Being an OB/GYN, I always bring up the importance of breast health to my patients. Since October is Breast Cancer Awareness Month, it is a time to do just that. (Consider this a friendly reminder to perform your monthly self-breast exam – more on that below.) As cliché as it might sound, knowledge is our best weapon, especially when it comes to breast health – and all things health even though it can sometimes feel like a daunting subject. I understand this, and my goal is to make it more approachable and easier to understand.
How common is breast cancer?
Breast cancer is the most common cancer among women worldwide, with an estimated 2.3 million new cases diagnosed in 2020 alone. It is also the fifth leading cause of death from cancer, and the second leading cause of death in women overall. Despite advancements in screening methods and treatment options, breast cancer remains a significant public health concern.
What are the risk factors?
Some risk factors for breast cancer include age, family history of the disease, and genetic mutations. However, approximately 70% of women diagnosed with breast cancer have no identifiable risk factors. This highlights the importance of regular screenings and early detection in order to improve chances of successful treatment. In addition, it is worth noting that men can also develop breast cancer, although not as often.
A tip to add to your regular monthly self breast exam
It is normal for breast tissue to have a bumpy texture. This can make it a bit challenging to distinguish between what’s ordinary and what might not be. I did learn a valuable technique during my residency at the Mayo Breast Clinic. It may sound simple, but it can make all the difference. Here’s how to do it: Most people learn the traditional circle method of varying pressures around their breast tissue. But normal breasts are usually very bumpy, and it can be hard to differentiate normal bumpiness from abnormal. Instead, start up in the armpit, push with a fair amount of pressure, and drag toward the nipple. Do that all the way around the breast circumferentially when you push and drag along breast tissue; even, normal lumps and bumps will move and blend together. Abnormal won’t. You’ll drag and even hit a pebble or rock and sometimes even have to skip over it, which helps you differentiate normal versus abnormal better.
Never ignore any irregularities. Remember, it’s essential to share your concerns with your healthcare provider. Early detection truly is the key.
Now, let’s glimpse into the ongoing discussion of self-breast exams. Understanding the diverse recommendations and guidelines in this field is vital. Self-breast exams have been a big subject of controversy in recent years. In 2009, the US Preventative Services Task Force discouraged the teaching of self-breast exams. The American Cancer Society also does not endorse self-breast exams for individuals at an average risk of breast cancer. This is because they point to a need for more evidence supporting their effectiveness.
What is breast “Self Awareness”?
The American College of Obstetricians and Gynecologists (ACOG), however, takes a different approach. They suggest promoting breast “self-awareness.” This means there are no strict guidelines about the frequency of self-exams or specific techniques. Instead, it implies that individuals should be in tune with the characteristics of their breasts. This way, they can notice any changes or differences.

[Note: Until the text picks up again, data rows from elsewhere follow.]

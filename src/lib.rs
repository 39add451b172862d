//! Per-module network sidecar for a multi-tenant microservice platform.
//!
//! Each hosted module gets one sidecar. Inbound traffic from the gateway is
//! authenticated, authorized, and handed to the module; outbound calls from
//! the module are resolved, given service credentials, and forwarded.
//!
//! # Architecture Overview
//!
//! ```text
//!                        ┌──────────────────────────────────────────────┐
//!                        │                   SIDECAR                     │
//!                        │                                               │
//!   Gateway Request      │  ┌─────────┐    ┌──────────┐    ┌─────────┐  │
//!   ─────────────────────┼─▶│ routing │───▶│ ingress  │───▶│forwarder│──┼──▶ Hosted
//!                        │  │ lookup  │    │ filters  │    │         │  │    Module
//!                        │  └─────────┘    └──────────┘    └─────────┘  │
//!                        │                                               │
//!   Module Egress Call   │  ┌─────────┐    ┌──────────┐    ┌─────────┐  │
//!   ─────────────────────┼─▶│ routing │───▶│ egress   │───▶│forwarder│──┼──▶ Other
//!                        │  │ lookup  │    │ filters  │    │         │  │    Sidecars
//!                        │  └─────────┘    └──────────┘    └─────────┘  │
//!                        │                                               │
//!                        │  ┌─────────────────────────────────────────┐ │
//!                        │  │          Cross-Cutting Concerns          │ │
//!                        │  │ ┌────────┐ ┌────────┐ ┌──────┐ ┌──────┐ │ │
//!                        │  │ │ config │ │ token  │ │events│ │obser-│ │ │
//!                        │  │ │        │ │ caches │ │      │ │vabil.│ │ │
//!                        │  │ └────────┘ └────────┘ └──────┘ └──────┘ │ │
//!                        │  │ ┌─────────────────┐ ┌─────────────────┐ │ │
//!                        │  │ │   resilience    │ │  auth (JWT)     │ │ │
//!                        │  │ │ retry/deadline  │ │                 │ │ │
//!                        │  │ └─────────────────┘ └─────────────────┘ │ │
//!                        │  └─────────────────────────────────────────┘ │
//!                        └──────────────────────────────────────────────┘
//! ```
//!
//! The crate is transport-agnostic: the embedding process supplies a
//! [`external::Forwarder`] plus implementations of the discovery,
//! entitlement, secret-store, and identity-provider traits, and drives
//! [`handler::RequestHandler::handle`] with one [`context::RequestContext`]
//! per request.

// Core subsystems
pub mod config;
pub mod context;
pub mod error;
pub mod handler;
pub mod routing;

// Identity and credentials
pub mod auth;
pub mod token;

// Request processing
pub mod external;
pub mod filter;

// Cross-cutting concerns
pub mod events;
pub mod observability;
pub mod resilience;

pub use config::SidecarConfig;
pub use context::{Direction, RequestContext};
pub use error::{SidecarError, StructuredError, TenantErrorPolicy};
pub use handler::{HandlerOutcome, RequestHandler};
//! Introspection verdict cache.
//!
//! # Responsibilities
//! - Cache identity-provider introspection verdicts per token
//! - Expire verdicts at the token's own `exp`, or a configured default when
//!   the verdict carries no expiry
//! - Flip verdicts to "inactive" on logout without evicting them
//!
//! # Design Decisions
//! - Keys encode tenant, user, and session so logout and tenant events can
//!   target exactly the right entries
//! - Logout marks entries inactive in place: a token already known revoked
//!   must not trigger a fresh introspection for its remaining lifetime

use std::sync::Arc;
use std::time::{Duration, Instant};

use crate::auth::jwt::{now_epoch_secs, Claims};
use crate::error::SidecarError;
use crate::external::{IdentityProvider, Introspection};
use crate::token::cache::ExpiringCache;
use crate::token::{clamped_expiry, token_hash};

/// Cache key for one introspection verdict.
#[derive(Debug, Clone, PartialEq, Eq, Hash)]
pub struct VerdictKey {
    pub tenant: String,
    pub user: String,
    pub session: Option<String>,
    pub token_hash: String,
}

/// Caches introspection verdicts for their computed lifetime.
pub struct IntrospectionCache {
    idp: Arc<dyn IdentityProvider>,
    /// Lifetime for verdicts that carry no expiry of their own.
    default_ttl: Duration,
    verdicts: ExpiringCache<VerdictKey, Introspection>,
}

impl IntrospectionCache {
    pub fn new(idp: Arc<dyn IdentityProvider>, default_ttl: Duration) -> Self {
        Self {
            idp,
            default_ttl,
            verdicts: ExpiringCache::new("introspection"),
        }
    }

    fn expiry_of(&self, verdict: &Introspection) -> Option<Instant> {
        match verdict.exp {
            Some(exp) => Some(clamped_expiry(exp.saturating_sub(now_epoch_secs()))),
            // No expiry from the provider: treat as a short-lived verdict.
            None => Some(Instant::now() + self.default_ttl),
        }
    }

    /// Current verdict for a token, cached per its computed lifetime.
    pub async fn verdict(
        &self,
        tenant: &str,
        claims: &Claims,
        token: &str,
    ) -> Result<Introspection, SidecarError> {
        let key = VerdictKey {
            tenant: tenant.to_string(),
            user: claims.sub.clone(),
            session: claims.sid.clone(),
            token_hash: token_hash(token),
        };

        let idp = Arc::clone(&self.idp);
        let token = token.to_string();
        self.verdicts
            .get_or_try_load(
                key,
                |verdict| self.expiry_of(verdict),
                || async move { idp.introspect(&token).await },
            )
            .await
    }

    /// Single-session logout: mark only that user+session inactive.
    pub fn mark_session_inactive(&self, user: &str, session: &str) {
        self.verdicts.update_matching(
            |key| key.user == user && key.session.as_deref() == Some(session),
            |verdict| verdict.active = false,
        );
    }

    /// Logout-all: mark every session of the user inactive.
    pub fn mark_user_inactive(&self, user: &str) {
        self.verdicts
            .update_matching(|key| key.user == user, |verdict| verdict.active = false);
    }

    /// Evict every verdict for a tenant.
    pub fn invalidate_tenant(&self, tenant: &str) {
        self.verdicts.invalidate_matching(|key| key.tenant == tenant);
    }
}
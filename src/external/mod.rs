//! Collaborator boundaries.
//!
//! Everything the sidecar talks to lives behind one of these traits: the
//! discovery service, the tenant entitlement service, the secure store, the
//! identity provider, and the forwarding transport. Concrete transports
//! (HTTP clients, pub/sub consumers) implement them outside this crate.
//!
//! # Design Decisions
//! - Traits are object-safe and `Send + Sync` so implementations can be
//!   shared across the runtime behind `Arc<dyn …>`
//! - Every call is fallible and asynchronous; callers own timeouts

use async_trait::async_trait;
use http::HeaderMap;
use serde::{Deserialize, Serialize};
use url::Url;

use crate::context::RequestContext;
use crate::error::SidecarError;
use crate::routing::entry::RoutingEntry;
use crate::token::Token;

/// One module as reported by bootstrap/discovery.
#[derive(Debug, Clone, Serialize, Deserialize)]
pub struct ModuleDescriptor {
    /// Module id, e.g. "mod-orders-2.1.0".
    pub module_id: String,

    /// Owning application id.
    pub application_id: String,

    /// Base URL requests to this module are forwarded to.
    pub base_location: Url,

    /// Declared interfaces.
    #[serde(default)]
    pub interfaces: Vec<InterfaceDescriptor>,
}

/// One interface of a module.
#[derive(Debug, Clone, Serialize, Deserialize)]
pub struct InterfaceDescriptor {
    pub id: String,

    /// `Some("MULTIPLE")` marks interfaces with several providers.
    #[serde(default, rename = "type")]
    pub interface_type: Option<String>,

    #[serde(default)]
    pub endpoints: Vec<EndpointDescriptor>,
}

/// One endpoint declaration. Carries either a pattern or a literal path.
#[derive(Debug, Clone, Serialize, Deserialize)]
pub struct EndpointDescriptor {
    pub methods: Vec<String>,

    #[serde(default)]
    pub path_pattern: Option<String>,

    #[serde(default)]
    pub path: Option<String>,

    #[serde(default)]
    pub permissions_required: Vec<String>,

    #[serde(default)]
    pub permissions_desired: Vec<String>,
}

impl EndpointDescriptor {
    /// The effective pattern: `path_pattern` wins over a literal `path`.
    pub fn pattern(&self) -> &str {
        self.path_pattern
            .as_deref()
            .or(self.path.as_deref())
            .unwrap_or("")
    }
}

/// One module a tenant is entitled to.
#[derive(Debug, Clone, PartialEq, Eq, Serialize, Deserialize)]
pub struct EntitledModule {
    pub module_id: String,
    pub application_id: String,
}

/// Bootstrap and discovery lookups.
#[async_trait]
pub trait ModuleDiscovery: Send + Sync {
    /// Resolve one module's descriptor by exact id.
    async fn descriptor(&self, module_id: &str) -> Result<ModuleDescriptor, SidecarError>;
}

/// Tenant entitlement lookups. Used only by the dynamic routing lookup.
#[async_trait]
pub trait TenantEntitlement: Send + Sync {
    /// All modules the tenant is entitled to. Implementations must aggregate
    /// every upstream page; partial results are not acceptable here.
    async fn entitled_modules(&self, tenant: &str) -> Result<Vec<EntitledModule>, SidecarError>;
}

/// External secure store for client/user secrets.
///
/// Keys are namespaced by tenant/client/user, e.g.
/// `tenant/{tenant}/client/{client_id}`.
#[async_trait]
pub trait SecureStore: Send + Sync {
    async fn get(&self, key: &str) -> Result<String, SidecarError>;
    async fn set(&self, key: &str, secret: &str) -> Result<(), SidecarError>;
}

/// Parameters for an identity-provider token grant.
#[derive(Debug, Clone)]
pub enum GrantRequest {
    /// Module-to-module service token.
    ClientCredentials {
        tenant: String,
        client_id: String,
        client_secret: String,
    },
    /// System-user token.
    Password {
        tenant: String,
        username: String,
        password: String,
    },
    /// Refresh an existing token pair.
    RefreshToken { tenant: String, refresh_token: String },
    /// Impersonation: exchange a token for one representing a user in the
    /// target tenant.
    TokenExchange {
        target_tenant: String,
        subject_token: String,
        client_id: String,
        client_secret: String,
    },
}

impl GrantRequest {
    /// Tenant the grant executes against.
    pub fn tenant(&self) -> &str {
        match self {
            GrantRequest::ClientCredentials { tenant, .. } => tenant,
            GrantRequest::Password { tenant, .. } => tenant,
            GrantRequest::RefreshToken { tenant, .. } => tenant,
            GrantRequest::TokenExchange { target_tenant, .. } => target_tenant,
        }
    }
}

/// Introspection verdict from the identity provider.
#[derive(Debug, Clone, Copy, PartialEq, Eq, Serialize, Deserialize)]
pub struct Introspection {
    /// Whether the token is currently valid.
    pub active: bool,

    /// Token expiry as seconds since the epoch, when the provider knows it.
    #[serde(default)]
    pub exp: Option<u64>,
}

/// Remote identity provider.
#[async_trait]
pub trait IdentityProvider: Send + Sync {
    /// Execute a token grant.
    async fn grant(&self, request: GrantRequest) -> Result<Token, SidecarError>;

    /// Verify a token's current validity.
    async fn introspect(&self, token: &str) -> Result<Introspection, SidecarError>;

    /// Evaluate a permission for the given token within a tenant.
    async fn evaluate_permission(
        &self,
        tenant: &str,
        token: &str,
        permission: &str,
    ) -> Result<bool, SidecarError>;

    /// Permissions held by the user the token represents.
    async fn user_permissions(
        &self,
        tenant: &str,
        token: &str,
    ) -> Result<Vec<String>, SidecarError>;
}

/// Response produced by the forwarding transport.
#[derive(Debug)]
pub struct ForwardedResponse {
    pub status: u16,
    pub headers: HeaderMap,
    pub body: Vec<u8>,
}

/// Forwarding transport. The call contract is in scope; the transport is not.
#[async_trait]
pub trait Forwarder: Send + Sync {
    /// Send the (filtered) request to the resolved destination.
    async fn forward(
        &self,
        ctx: &RequestContext,
        entry: &RoutingEntry,
    ) -> Result<ForwardedResponse, SidecarError>;
}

The statistics are shocking. 40-50% of people aged 50 and over diagnosed with breast cancer detected their cancer through self-exam. 71% of individuals under the age of 50 identified their breast cancer themselves. These figures underscore the importance of self-awareness when it comes to breast health.
Know your body
Being aware of your own body will help you notice when things are not normal. If a monthly self-breast exam is the method that works best for you, please continue with it. For breast exams in a clinical setting, the decision should be mutual between you and your doctor. As OB-GYNs, we often favor an annual breast exam in the office as long as the patient is comfortable with it.
Be aware of your own body, this way you will know if something changes. If the best way for you to do this is a monthly self-breast exam, please continue! Breast exams in the office can be a mutual decision between the doctor and the patient. Above all, stay in tune with your body so you can stay on top of your health.